“Aku rasa kita udah terpapar cukup banyak soal kehidupan pernikahan. Paling nggak, kita bisa lihat dan rasakan dari yang paling dekat gambarannya, ya. Pernikahan orang tua kita masing-masing.”
“Tapi pernikahan orang tuaku gagal.”
“Dan kamu tentu nggak mau pernikahanmu nanti gagal juga, kan? Aku tau kamu pasti langsung pasang tanda batas. Biar kamu punya standar calon suami dan pernikahanmu sendiri.”
“Memang. Aku memang punya standar untuk calon suamiku nanti. Aku nggak mau gagal, walau pada kenyataannya memang nggak ada pernikahan yang mudah.”
“Sama. Aku juga. Keluargaku mungkin terlihat sangat harmonis, kamu bisa liat pas kemarin ketemu keluargaku, tapi bukan berarti mereka nggak punya jalan yang berat. Aku tau orang tuaku menyembunyikan banyak hal. Mereka cuma menampakkan hal-hal yang baik dan manis. Karena memang menurut aku harusnya begitu.”
“Orang lain nggak perlu tau hubungan mereka seberat apa, ya?”
“Iya. Dan itu yang aku pegang dari dulu. Orang tuaku banyak ngasih contoh tentang pernikahan sebagaimana mestinya, sebagai ibadah, bukan cuma sebagai simbol telah dipasangkan Tuhan. Aku jadi banyak menyerap ilmu baik, tanpa sadar. Akhirnya, standarku pun cukup tinggi untuk calon istriku nanti.”

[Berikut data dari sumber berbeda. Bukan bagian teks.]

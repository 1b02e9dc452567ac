// Transaction data structures

use crate::core::{Hash256, PubkeyHash, Serializable, hash160, sha256};
use crate::error::{Error, Result};
use secp256k1::{Message, PublicKey, Secp256k1, SecretKey, ecdsa::Signature};
use std::collections::HashMap;
use std::fmt;
use std::io::{Cursor, Read, Write};
use super::serialize::{
    decode_error, ensure_consumed, read_i32, read_opt_hash, read_u64, read_var_bytes, read_varint,
    write_opt_hash, write_var_bytes, write_varint,
};

/// Output index carried by a coinbase input
pub const COINBASE_INDEX: i32 = -1;

/// Transaction input - references a previous transaction output
#[derive(Debug, Clone, PartialEq, Eq)]
pub struct TxInput {
    /// Id of the transaction holding the spent output; `None` for coinbase
    pub prev_txid: Option<Hash256>,
    /// Index of the spent output, `COINBASE_INDEX` for coinbase
    pub prev_index: i32,
    /// Compact ECDSA signature (r ‖ s)
    pub signature: Vec<u8>,
    /// Spender's public key (x ‖ y); a coinbase stores its note here
    pub public_key: Vec<u8>,
}

impl TxInput {
    /// Create a new unsigned input
    pub fn new(prev_txid: Hash256, prev_index: i32, public_key: Vec<u8>) -> Self {
        Self {
            prev_txid: Some(prev_txid),
            prev_index,
            signature: Vec::new(),
            public_key,
        }
    }

    /// Create a coinbase input carrying an opaque note
    pub fn coinbase(note: Vec<u8>) -> Self {
        Self {
            prev_txid: None,
            prev_index: COINBASE_INDEX,
            signature: Vec::new(),
            public_key: note,
        }
    }

    pub fn is_coinbase(&self) -> bool {
        self.prev_txid.is_none() && self.prev_index == COINBASE_INDEX
    }

    /// Whether this input was made with the key locking `pubkey_hash`
    pub fn uses_key(&self, pubkey_hash: &PubkeyHash) -> bool {
        hash160(&self.public_key) == *pubkey_hash
    }

    fn write_to(&self, buf: &mut Vec<u8>) -> std::io::Result<()> {
        write_opt_hash(buf, self.prev_txid.as_ref())?;
        buf.write_all(&self.prev_index.to_le_bytes())?;
        write_var_bytes(buf, &self.signature)?;
        write_var_bytes(buf, &self.public_key)?;
        Ok(())
    }

    fn read_from(reader: &mut dyn Read) -> std::io::Result<Self> {
        Ok(Self {
            prev_txid: read_opt_hash(reader)?,
            prev_index: read_i32(reader)?,
            signature: read_var_bytes(reader)?,
            public_key: read_var_bytes(reader)?,
        })
    }
}

/// Transaction output - an amount locked to a public key hash
#[derive(Debug, Clone, Copy, PartialEq, Eq)]
pub struct TxOutput {
    pub value: u64,
    pub pubkey_hash: PubkeyHash,
}

impl TxOutput {
    pub fn new(value: u64, pubkey_hash: PubkeyHash) -> Self {
        Self { value, pubkey_hash }
    }

    /// Output locked to a Base58Check address
    pub fn to_address(value: u64, address: &str) -> Result<Self> {
        let pubkey_hash = crate::wallet::decode_address(address)?;
        Ok(Self::new(value, pubkey_hash))
    }

    pub fn is_locked_with(&self, pubkey_hash: &PubkeyHash) -> bool {
        self.pubkey_hash == *pubkey_hash
    }

    pub(crate) fn write_to(&self, buf: &mut Vec<u8>) -> std::io::Result<()> {
        buf.write_all(&self.value.to_le_bytes())?;
        buf.write_all(&self.pubkey_hash)?;
        Ok(())
    }

    pub(crate) fn read_from(reader: &mut dyn Read) -> std::io::Result<Self> {
        let value = read_u64(reader)?;
        let mut pubkey_hash = [0u8; 20];
        reader.read_exact(&mut pubkey_hash)?;
        Ok(Self { value, pubkey_hash })
    }
}

/// Transaction
#[derive(Debug, Clone, PartialEq, Eq)]
pub struct Transaction {
    /// SHA256 of the transaction encoded with this field cleared
    pub id: Hash256,
    pub inputs: Vec<TxInput>,
    pub outputs: Vec<TxOutput>,
}

impl Transaction {
    /// Create a transaction and compute its id
    pub fn new(inputs: Vec<TxInput>, outputs: Vec<TxOutput>) -> Self {
        let mut tx = Self {
            id: Hash256::zero(),
            inputs,
            outputs,
        };
        tx.id = tx.hash();
        tx
    }

    /// Mining reward paying `subsidy` to `to`.
    /// An empty note is replaced with random data so coinbase ids stay unique.
    pub fn new_coinbase(to: &str, note: &str, subsidy: u64) -> Result<Self> {
        let note = if note.is_empty() {
            hex::encode(rand::random::<[u8; 20]>())
        } else {
            note.to_string()
        };
        let output = TxOutput::to_address(subsidy, to)?;
        Ok(Self::new(vec![TxInput::coinbase(note.into_bytes())], vec![output]))
    }

    pub fn is_coinbase(&self) -> bool {
        self.inputs.len() == 1 && self.inputs[0].is_coinbase()
    }

    /// SHA256 of the encoding with `id` cleared
    pub fn hash(&self) -> Hash256 {
        sha256(&self.encode(false))
    }

    /// Copy with every input's signature and public key cleared
    pub fn trimmed_copy(&self) -> Transaction {
        let inputs = self
            .inputs
            .iter()
            .map(|input| TxInput {
                prev_txid: input.prev_txid,
                prev_index: input.prev_index,
                signature: Vec::new(),
                public_key: Vec::new(),
            })
            .collect();

        Transaction {
            id: self.id,
            inputs,
            outputs: self.outputs.clone(),
        }
    }

    /// Sign every input with `secret_key`.
    /// `prev_txs` must hold every transaction referenced by an input.
    pub fn sign(
        &mut self,
        secret_key: &SecretKey,
        prev_txs: &HashMap<Hash256, Transaction>,
    ) -> Result<()> {
        if self.is_coinbase() {
            return Ok(());
        }
        self.check_references(prev_txs)?;

        let secp = Secp256k1::signing_only();
        let mut scratch = self.trimmed_copy();

        for index in 0..self.inputs.len() {
            let digest = scratch.signing_digest(index, prev_txs)?;
            let message = Message::from_digest(digest.0);
            let signature = secp.sign_ecdsa(&message, secret_key);
            self.inputs[index].signature = signature.serialize_compact().to_vec();
        }

        Ok(())
    }

    /// Check every input's signature and key ownership.
    /// Returns `Ok(false)` on the first failing input.
    pub fn verify(&self, prev_txs: &HashMap<Hash256, Transaction>) -> Result<bool> {
        if self.is_coinbase() {
            return Ok(true);
        }
        self.check_references(prev_txs)?;

        let secp = Secp256k1::verification_only();
        let mut scratch = self.trimmed_copy();

        for (index, input) in self.inputs.iter().enumerate() {
            let locked_to = referenced_output(input, prev_txs)?.pubkey_hash;
            if !input.uses_key(&locked_to) {
                return Ok(false);
            }

            let digest = scratch.signing_digest(index, prev_txs)?;

            let Ok(signature) = Signature::from_compact(&input.signature) else {
                return Ok(false);
            };
            let Ok(public_key) = parse_public_key(&input.public_key) else {
                return Ok(false);
            };

            let message = Message::from_digest(digest.0);
            if secp.verify_ecdsa(&message, &signature, &public_key).is_err() {
                return Ok(false);
            }
        }

        Ok(true)
    }

    /// Digest signed for input `index`: only that input carries a key field,
    /// set to the pubkey hash of the output it spends.
    fn signing_digest(
        &mut self,
        index: usize,
        prev_txs: &HashMap<Hash256, Transaction>,
    ) -> Result<Hash256> {
        let locked_to = referenced_output(&self.inputs[index], prev_txs)?.pubkey_hash;

        self.inputs[index].signature.clear();
        self.inputs[index].public_key = locked_to.to_vec();
        self.id = self.hash();
        self.inputs[index].public_key.clear();

        Ok(self.id)
    }

    fn check_references(&self, prev_txs: &HashMap<Hash256, Transaction>) -> Result<()> {
        for input in &self.inputs {
            referenced_output(input, prev_txs)?;
        }
        Ok(())
    }

    fn encode(&self, with_id: bool) -> Vec<u8> {
        let mut buf = Vec::new();
        self.write_to(&mut buf, with_id)
            .expect("writing to a Vec cannot fail");
        buf
    }

    fn write_to(&self, buf: &mut Vec<u8>, with_id: bool) -> std::io::Result<()> {
        let id = with_id.then_some(&self.id);
        write_opt_hash(buf, id)?;

        write_varint(buf, self.inputs.len() as u64)?;
        for input in &self.inputs {
            input.write_to(buf)?;
        }

        write_varint(buf, self.outputs.len() as u64)?;
        for output in &self.outputs {
            output.write_to(buf)?;
        }

        Ok(())
    }

    /// Deserialize from a reader (used when transactions are embedded in blocks)
    pub fn from_reader(reader: &mut dyn Read) -> Result<Self> {
        let id = read_opt_hash(reader).map_err(decode_error)?.unwrap_or_default();

        let input_count = read_varint(reader).map_err(decode_error)?;
        let mut inputs = Vec::new();
        for _ in 0..input_count {
            inputs.push(TxInput::read_from(reader).map_err(decode_error)?);
        }

        let output_count = read_varint(reader).map_err(decode_error)?;
        let mut outputs = Vec::new();
        for _ in 0..output_count {
            outputs.push(TxOutput::read_from(reader).map_err(decode_error)?);
        }

        Ok(Self { id, inputs, outputs })
    }

    pub(crate) fn write_into(&self, buf: &mut Vec<u8>) -> std::io::Result<()> {
        self.write_to(buf, true)
    }
}

impl Serializable for Transaction {
    fn serialize(&self) -> Vec<u8> {
        self.encode(true)
    }

    fn deserialize(data: &[u8]) -> Result<Self> {
        let mut cursor = Cursor::new(data);
        let tx = Self::from_reader(&mut cursor)?;
        ensure_consumed(data, cursor.position())?;
        Ok(tx)
    }
}

impl fmt::Display for Transaction {
    fn fmt(&self, f: &mut fmt::Formatter) -> fmt::Result {
        writeln!(f, "--- Transaction {}:", self.id)?;
        for (i, input) in self.inputs.iter().enumerate() {
            writeln!(f, "   Input {}:", i)?;
            match &input.prev_txid {
                Some(txid) => writeln!(f, "       TXID:      {}", txid)?,
                None => writeln!(f, "       TXID:      (coinbase)")?,
            }
            writeln!(f, "       Out:       {}", input.prev_index)?;
            writeln!(f, "       Signature: {}", hex::encode(&input.signature))?;
            writeln!(f, "       PubKey:    {}", hex::encode(&input.public_key))?;
        }
        for (i, output) in self.outputs.iter().enumerate() {
            writeln!(f, "   Output {}:", i)?;
            writeln!(f, "       Value:     {}", output.value)?;
            write!(f, "       PubKeyHash: {}", hex::encode(output.pubkey_hash))?;
            if i + 1 < self.outputs.len() {
                writeln!(f)?;
            }
        }
        Ok(())
    }
}

/// Output spent by `input`, looked up in `prev_txs`
fn referenced_output<'a>(
    input: &TxInput,
    prev_txs: &'a HashMap<Hash256, Transaction>,
) -> Result<&'a TxOutput> {
    let txid = input.prev_txid.unwrap_or_default();
    let prev_tx = prev_txs.get(&txid).ok_or(Error::MissingReference(txid))?;
    usize::try_from(input.prev_index)
        .ok()
        .and_then(|index| prev_tx.outputs.get(index))
        .ok_or(Error::MissingReference(txid))
}

/// Encode a public key as the 64-byte x ‖ y pair
pub fn public_key_bytes(public_key: &PublicKey) -> Vec<u8> {
    public_key.serialize_uncompressed()[1..].to_vec()
}

/// Rebuild a public key from its x ‖ y halves
pub fn parse_public_key(bytes: &[u8]) -> Result<PublicKey> {
    if bytes.len() != 64 {
        return Err(Error::Crypto(format!("Invalid public key length: {}", bytes.len())));
    }
    let mut uncompressed = [0u8; 65];
    uncompressed[0] = 0x04;
    uncompressed[1..].copy_from_slice(bytes);
    Ok(PublicKey::from_slice(&uncompressed)?)
}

“Paham. Meskipun aku nggak relate dengan keluarga harmonis karena dulu bapak ibuku selalu ribut di depanku, aku paham ekspektasi kamu.”
“Ekspektasi kita, tuh, kurang lebih sama, meskipun berangkat dari cerita yang beda. Standar kita sama-sama di situ tingginya. Dengan nggak merasa ragu setelah semua obrolan ini, pun, aku tau itu juga jadi tanda. Kalau aku bisa ngobrol sampai tua sama kamu.”
“He he. Pernikahan kan isinya ngobrol, ya?”
“Iya.”
“Kamu seyakin apa sama aku?”
“Seyakin aku bisa ngelamar kamu sekarang juga.”
“Hah? Nggak, dong???”
“Aku bisa. Aku udah cukup memperhatikan betul-betul aku sama kamu gimana, dari awal kita kenal. Aku, tuh, bahkan debat sama kamu pun aku nggak khawatir. Kamu tau maksudmu apa, kamu berani bilang dengan nggak ragu, tanpa bikin aku merasa kecil.”
“Oiya? Aku nggak sadar. Ha ha ha. Aku nggak terlalu perhatian sama hal-hal kecil. Yang penting, untuk aku, laki-laki itu adalah laki-laki yang penyayang, yang bicara dan perilakunya santun. Itu aja dulu.”
“Kriteria kamu cukup dua hal?”
“Ya, tentu yang pinter cari uang juga. Ha ha ha.”
“Itu aku juga percaya diri. Ha ha ha. Makanya aku bilang aku bisa ngelamar kamu sekarang juga.”
“Tapi kita belum diskusi soal semuanya?”
“Itu, kan, bisa sambil berjalan. Daftar penting yang aku siapkan sebelum menikah, udah kamu lengkapi semua. Aku tinggal tunggu kamu bilang iya.”